HOW TO COMPLETE THIS TASK:
Give back, word for word, the lines in the listing below from the one holding "db.add_fpga(fpga, Ipv4Addr::new(192, 168, 0, fpga.fpga.value()" down to the one holding "let conn = wafer.connect(&db, &connector).unwrap();", both ends included.

DATA:
_____

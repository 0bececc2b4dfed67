//! Staged configuration apply.
//!
//! A [`Configurator`] decides what gets pushed; the [`configure`] driver
//! decides traversal: FPGA-level bring-up strictly before any HICANN-level
//! work on that reticle, blacklisted HICANNs skipped entirely, independent
//! reticles in parallel. HICANN-level work follows [`CONFIG_ORDER`], a
//! fixed, documented step list; configurators pick a subset of it rather
//! than overriding hooks.

use std::thread;

use tracing::{debug, info, warn};

use hicann_chip::HicannOnDnc;

use crate::backend::LinkMode;
use crate::data::{Block, FpgaData, HicannData};
use crate::error::{DriverError, Result};
use crate::wafer::{FpgaLink, WaferConnection, WaferData};

/// One named configuration step.
#[derive(Debug, Clone, Copy, PartialEq, Eq)]
pub enum ConfigStep {
    /// Program the analog parameter storage (multiple passes, slow).
    FloatingGates,
    /// Current stimulus sources.
    FgStimulus,
    /// Synapse weights and decoders.
    SynapseArray,
    /// Denmem quads.
    NeuronQuads,
    /// Link phase.
    Phase,
    /// FPGA-HICANN link channels.
    GbitLink,
    /// Synapse switch matrices.
    SynapseSwitches,
    /// Crossbar switch matrices.
    CrossbarSwitches,
    /// L1 repeaters.
    Repeaters,
    /// Layer-1 merger tree.
    MergerTree,
    /// DNC merger line.
    DncMergers,
    /// Background event generators.
    BackgroundGenerators,
    /// Synapse drivers.
    SynapseDrivers,
    /// Global neuron configuration.
    NeuronConfig,
    /// Analog output multiplexers.
    AnalogReadout,
}

/// The fixed apply order. Floating gates go first (slowest, and every later
/// step depends on stable analog parameters); L1 routing is closed before
/// the drivers that listen on it; analog readout is switched last.
pub const CONFIG_ORDER: &[ConfigStep] = &[
    ConfigStep::FloatingGates,
    ConfigStep::FgStimulus,
    ConfigStep::SynapseArray,
    ConfigStep::NeuronQuads,
    ConfigStep::Phase,
    ConfigStep::GbitLink,
    ConfigStep::SynapseSwitches,
    ConfigStep::CrossbarSwitches,
    ConfigStep::Repeaters,
    ConfigStep::MergerTree,
    ConfigStep::DncMergers,
    ConfigStep::BackgroundGenerators,
    ConfigStep::SynapseDrivers,
    ConfigStep::NeuronConfig,
    ConfigStep::AnalogReadout,
];

impl ConfigStep {
    /// Blocks transferred by this step, in transfer order.
    pub fn blocks(self, data: &HicannData) -> Vec<Block> {
        use crate::data::Subsystem;
        match self {
            Self::FloatingGates => vec![data.block(Subsystem::FloatingGates)],
            Self::FgStimulus => vec![data.block(Subsystem::FgStimulus)],
            Self::SynapseArray => vec![
                data.block(Subsystem::SynapseWeights),
                data.block(Subsystem::SynapseDecoders),
            ],
            Self::NeuronQuads => vec![data.block(Subsystem::NeuronQuads)],
            Self::Phase => vec![data.block(Subsystem::Phase)],
            Self::GbitLink => vec![data.block(Subsystem::GbitLink)],
            Self::SynapseSwitches => vec![data.block(Subsystem::SynapseSwitches)],
            Self::CrossbarSwitches => vec![data.block(Subsystem::CrossbarSwitches)],
            Self::Repeaters => vec![data.block(Subsystem::Repeater)],
            Self::MergerTree => vec![data.block(Subsystem::MergerTree)],
            Self::DncMergers => vec![data.block(Subsystem::DncMerger)],
            Self::BackgroundGenerators => vec![data.block(Subsystem::BackgroundGenerators)],
            Self::SynapseDrivers => vec![data.block(Subsystem::SynapseDrivers)],
            Self::NeuronConfig => vec![data.block(Subsystem::NeuronConfig)],
            Self::AnalogReadout => vec![data.block(Subsystem::AnalogReadout)],
        }
    }
}

/// Capability interface invoked by [`configure`].
///
/// `config_fpga` runs once per reticle before any `config` call on that
/// reticle. Implementations must be shareable across the per-reticle
/// threads; mutable state goes behind interior mutability.
pub trait Configurator: Sync {
    /// FPGA-level work: reset and channel bring-up.
    fn config_fpga(&self, link: &mut FpgaLink, fpga: &FpgaData) -> Result<()>;

    /// HICANN-level work for one non-blacklisted slot.
    fn config(&self, link: &mut FpgaLink, slot: HicannOnDnc, data: &HicannData) -> Result<()>;
}

/// Reset, bring up every usable channel, push the staged configuration.
///
/// The default full cycle; restricted variants drop steps from
/// [`CONFIG_ORDER`] but never reorder them.
#[derive(Debug, Clone)]
pub struct HicannConfigurator {
    steps: Vec<ConfigStep>,
}

impl HicannConfigurator {
    /// Full reset-and-program cycle.
    pub fn new() -> Self {
        Self {
            steps: CONFIG_ORDER.to_vec(),
        }
    }

    /// Full cycle minus the floating-gate programming passes. Used when the
    /// analog parameters are known to be good and reprogramming them would
    /// dominate the runtime.
    pub fn without_floating_gates() -> Self {
        Self {
            steps: CONFIG_ORDER
                .iter()
                .copied()
                .filter(|&s| s != ConfigStep::FloatingGates && s != ConfigStep::FgStimulus)
                .collect(),
        }
    }

    /// The steps this configurator applies.
    pub fn steps(&self) -> &[ConfigStep] {
        &self.steps
    }
}

impl Default for HicannConfigurator {
    fn default() -> Self {
        Self::new()
    }
}

fn bring_up_reticle(link: &mut FpgaLink, fpga: &FpgaData) -> Result<()> {
    link.link.reset()?;
    for slot in fpga.allocated() {
        if fpga.blacklisted(slot) {
            debug!("{} slot {slot}: blacklisted, skipping bring-up", link.fpga);
            continue;
        }
        let mode = if fpga.highspeed(slot) {
            LinkMode::Highspeed
        } else {
            LinkMode::Jtag
        };
        link.link.bring_up(slot, mode)?;
    }
    Ok(())
}

impl Configurator for HicannConfigurator {
    fn config_fpga(&self, link: &mut FpgaLink, fpga: &FpgaData) -> Result<()> {
        debug!("{}: reset and bring-up", link.fpga);
        bring_up_reticle(link, fpga)
    }

    fn config(&self, link: &mut FpgaLink, slot: HicannOnDnc, data: &HicannData) -> Result<()> {
        info!("{} slot {slot}: configuring", link.fpga);
        for &step in &self.steps {
            for block in step.blocks(data) {
                link.link.write_block(slot, block)?;
            }
        }
        Ok(())
    }
}

/// Reset and bring-up only; leaves all chip state untouched.
#[derive(Debug, Clone, Copy, Default)]
pub struct JustResetConfigurator;

impl Configurator for JustResetConfigurator {
    fn config_fpga(&self, link: &mut FpgaLink, fpga: &FpgaData) -> Result<()> {
        debug!("{}: reset only", link.fpga);
        bring_up_reticle(link, fpga)
    }

    fn config(&self, _link: &mut FpgaLink, _slot: HicannOnDnc, _data: &HicannData) -> Result<()> {
        Ok(())
    }
}

/// Does nothing at all. Placeholder for flows that only need the traversal.
#[derive(Debug, Clone, Copy, Default)]
pub struct NopConfigurator;

impl Configurator for NopConfigurator {
    fn config_fpga(&self, _link: &mut FpgaLink, _fpga: &FpgaData) -> Result<()> {
        Ok(())
    }

    fn config(&self, _link: &mut FpgaLink, _slot: HicannOnDnc, _data: &HicannData) -> Result<()> {
        Ok(())
    }
}

/// Apply a configurator to every allocated, non-blacklisted HICANN.
///
/// Independent reticles run in parallel; within one reticle the order is
/// strict: `config_fpga`, then `config` per slot in enumeration order.
pub fn configure<C>(wafer: &WaferData, conn: &mut WaferConnection, configurator: &C) -> Result<()>
where
    C: Configurator + ?Sized,
{
    let results: Vec<Result<()>> = thread::scope(|scope| {
        let mut handles = Vec::new();
        for link in conn.links_mut() {
            let fpga_data = wafer.fpga(link.fpga.fpga);
            let handle = scope.spawn(move || -> Result<()> {
                let Some(fpga) = fpga_data else {
                    return Ok(());
                };
                configurator.config_fpga(link, fpga)?;
                for slot in fpga.allocated() {
                    if fpga.blacklisted(slot) {
                        debug!("{} slot {slot}: blacklisted, skipping", link.fpga);
                        continue;
                    }
                    if let Some(data) = fpga.hicann(slot) {
                        configurator.config(link, slot, data)?;
                    }
                }
                Ok(())
            });
            handles.push(handle);
        }
        handles
            .into_iter()
            .map(|handle| {
                handle.join().unwrap_or_else(|_| {
                    Err(DriverError::transfer_failed("configuration thread panicked"))
                })
            })
            .collect()
    });

    let reticles = results.len();
    for result in results {
        if let Err(e) = result {
            warn!("configuration failed: {e}");
            return Err(e);
        }
    }
    info!("configured {reticles} reticle(s)");
    Ok(())
}

#[cfg(test)]
mod tests {
    use super::*;
    use crate::backends::sim::LinkEvent;
    use crate::backends::SimConnector;
    use crate::hwdb::HardwareDb;
    use hicann_chip::{FpgaOnWafer, HicannOnWafer, SetupType, Wafer};
    use std::net::Ipv4Addr;

    fn connected_wafer(
        hicanns: &[u16],
    ) -> (WaferData, crate::wafer::WaferConnection, SimConnector) {
        let wafer_c = Wafer::new(0);
        let mut wafer = WaferData::new(wafer_c);
        let mut db = HardwareDb::new();
        db.add_wafer(wafer_c, SetupType::FacetsWafer, None);
        for &h in hicanns {
            let hicann = HicannOnWafer::new(h).unwrap();
            wafer.hicann_mut(hicann);
            let fpga = hicann.fpga().global(wafer_c);
            if !db.has_fpga(fpga) {
                db.add_fpga(fpga, Ipv4Addr::new(192, 168, 0, fpga.fpga.value() + 1), true)
                    .unwrap();
            }
        }
        let connector = SimConnector::new();
        let conn = wafer.connect(&db, &connector).unwrap();
        (wafer, conn, connector)
    }

    #[test]
    fn fpga_work_precedes_hicann_work() {
        let (wafer, mut conn, connector) = connected_wafer(&[0, 1]);
        configure(&wafer, &mut conn, &HicannConfigurator::new()).unwrap();

        let fpga = FpgaOnWafer::new(0).unwrap().global(Wafer::new(0));
        let state = connector.state(fpga).unwrap();
        let state = state.lock().unwrap();
        let first_write = state
            .events
            .iter()
            .position(|e| matches!(e, LinkEvent::Write { .. }))
            .unwrap();
        assert_eq!(state.events[0], LinkEvent::Reset);
        assert!(state.events[..first_write]
            .iter()
            .any(|e| matches!(e, LinkEvent::BringUp { .. })));
    }

    #[test]
    fn blacklisted_hicanns_receive_nothing() {
        let (mut wafer, _, _) = connected_wafer(&[0, 1]);
        let blacklisted = HicannOnWafer::new(1).unwrap();
        wafer
            .fpga_mut(blacklisted.fpga())
            .set_blacklisted(blacklisted.on_dnc(), true);

        // Reconnect after mutating the model.
        let mut db = HardwareDb::new();
        db.add_wafer(Wafer::new(0), SetupType::FacetsWafer, None);
        db.add_fpga(
            FpgaOnWafer::new(0).unwrap().global(Wafer::new(0)),
            Ipv4Addr::new(192, 168, 0, 1),
            true,
        )
        .unwrap();
        let connector = SimConnector::new();
        let mut conn = wafer.connect(&db, &connector).unwrap();
        configure(&wafer, &mut conn, &HicannConfigurator::new()).unwrap();

        let fpga = FpgaOnWafer::new(0).unwrap().global(Wafer::new(0));
        let state = connector.state(fpga).unwrap();
        let state = state.lock().unwrap();
        assert!(state.events.iter().all(|e| !matches!(
            e,
            LinkEvent::Write { slot, .. } | LinkEvent::BringUp { slot, .. }
                if *slot == blacklisted.on_dnc()
        )));
        assert!(state
            .events
            .iter()
            .any(|e| matches!(e, LinkEvent::Write { slot, .. } if slot.value() == 0)));
    }

    #[test]
    fn jtag_mode_is_used_when_highspeed_is_off() {
        let (mut wafer, _, _) = connected_wafer(&[0]);
        let hicann = HicannOnWafer::new(0).unwrap();
        wafer
            .fpga_mut(hicann.fpga())
            .set_highspeed(hicann.on_dnc(), false);

        let mut db = HardwareDb::new();
        db.add_wafer(Wafer::new(0), SetupType::FacetsWafer, None);
        db.add_fpga(
            FpgaOnWafer::new(0).unwrap().global(Wafer::new(0)),
            Ipv4Addr::new(192, 168, 0, 1),
            true,
        )
        .unwrap();
        let connector = SimConnector::new();
        let mut conn = wafer.connect(&db, &connector).unwrap();
        configure(&wafer, &mut conn, &JustResetConfigurator).unwrap();

        let fpga = FpgaOnWafer::new(0).unwrap().global(Wafer::new(0));
        let state = connector.state(fpga).unwrap();
        let state = state.lock().unwrap();
        assert!(state.events.contains(&LinkEvent::BringUp {
            slot: hicann.on_dnc(),
            mode: crate::backend::LinkMode::Jtag,
        }));
    }

    #[test]
    fn without_floating_gates_skips_fg_steps() {
        let cfg = HicannConfigurator::without_floating_gates();
        assert!(!cfg.steps().contains(&ConfigStep::FloatingGates));
        assert!(!cfg.steps().contains(&ConfigStep::FgStimulus));
        assert!(cfg.steps().contains(&ConfigStep::SynapseArray));
    }

    #[test]
    fn bring_up_failure_aborts_configuration() {
        let wafer_c = Wafer::new(0);
        let hicann = HicannOnWafer::new(0).unwrap();
        let mut wafer = WaferData::new(wafer_c);
        wafer.hicann_mut(hicann);

        let mut db = HardwareDb::new();
        db.add_wafer(wafer_c, SetupType::FacetsWafer, None);
        let fpga = hicann.fpga().global(wafer_c);
        db.add_fpga(fpga, Ipv4Addr::new(192, 168, 0, 1), true).unwrap();

        let connector = SimConnector::new();
        connector.break_highspeed(fpga, hicann.on_dnc());
        let mut conn = wafer.connect(&db, &connector).unwrap();
        assert!(configure(&wafer, &mut conn, &HicannConfigurator::new()).is_err());
    }
}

_____

SOLVED PROBLEM:
                db.add_fpga(fpga, Ipv4Addr::new(192, 168, 0, fpga.fpga.value() + 1), true)
                    .unwrap();
            }
        }
        let connector = SimConnector::new();
        let conn = wafer.connect(&db, &connector).unwrap();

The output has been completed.